Research and Practice in Thrombosis and Haemostasis ; 5(SUPPL 2), 2021.
Article in English | EMBASE | ID: covidwho-1509098

ABSTRACT

Background : COVID-19 is associated with a higher risk of venous thromboembolism (VTE). There is no consensus on the optimum dose of thromboprophylaxis. Aims : To assess the effectiveness of weight-based thromboprophylaxis dosing. Methods : This is a retrospective cohort study of all medical patients at a large UK-based teaching hospital, between April 1st and 15th May 2020. Electronic medical records were reviewed. People who were PCR positive for SARS-CoV-2 (COVID-19 positive) received a weight-based thromboprophylactic dose of enoxaparin (Table 1).
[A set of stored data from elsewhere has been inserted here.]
pub mod app;
pub mod deployment;
pub mod ids;
pub mod instance;

// Re-export core models for easy access
pub use app::{
    AppDefinition, Constraint, ConstraintOperator, HealthCheck, HealthCheckProtocol,
    PortDefinition, UnreachableStrategy, UpgradeStrategy, VersionInfo,
};
pub use deployment::{
    DeploymentAction, DeploymentActionKind, DeploymentPlan, DeploymentRef, DeploymentStatus,
    DeploymentStep,
};
pub use ids::{
    AgentId, AppId, IdGenerator, InstanceId, SequentialIdGenerator, TaskId, UuidIdGenerator,
};
pub use instance::{AgentInfo, HealthState, Instance, StatusStamp};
Those PCR negative for SARS-CoV-2 (COVID-19 negative) received a standard dose (enoxaparin 40 mg daily). Chi square and Fisher's exact test were used for categorical variables, unpaired t test for continuous. Results : 569 cases (179 COVID-19 positive, 390 COVID-19 negative) were identified. The COVID-19 positive group had a significantly higher average age, a similar proportion of males and a greater average weight (Table 2). 86% of the COVID-19 positive group received the correct thromboprophylaxis dose for their weight. Most receiving an incorrect dose weighed >100 kg (54%) and received a lower dose than recommended. The incidence of new VTE was similar in the COVID-19 positive group (12, 7%) compared to those in the COVID-19 negative (16, 4%, P = 0.18). Most VTE events were proven radiologically apart from two COVID-19 positive patients diagnosed by clinical suspicion alone. Eight cases (67%) of VTE in patients with COVID-19 were pulmonary thrombosis, compared to twelve (75%) in patients without ( P = 0.69). Two cases of VTE occurred in the COVID-19 positive group whilst they were therapeutically anticoagulated compared to none in the COVID-19 negative group. Two major bleeding episodes occurred in the COVID-19 positive group and one in the COVID-19 negative ( P = 0.23). Conclusions : There was a similar incidence of VTE in medical patients with COVID-19 compared to those without. Weight-based thromboprophylaxis was not associated with an increased rate of bleeding.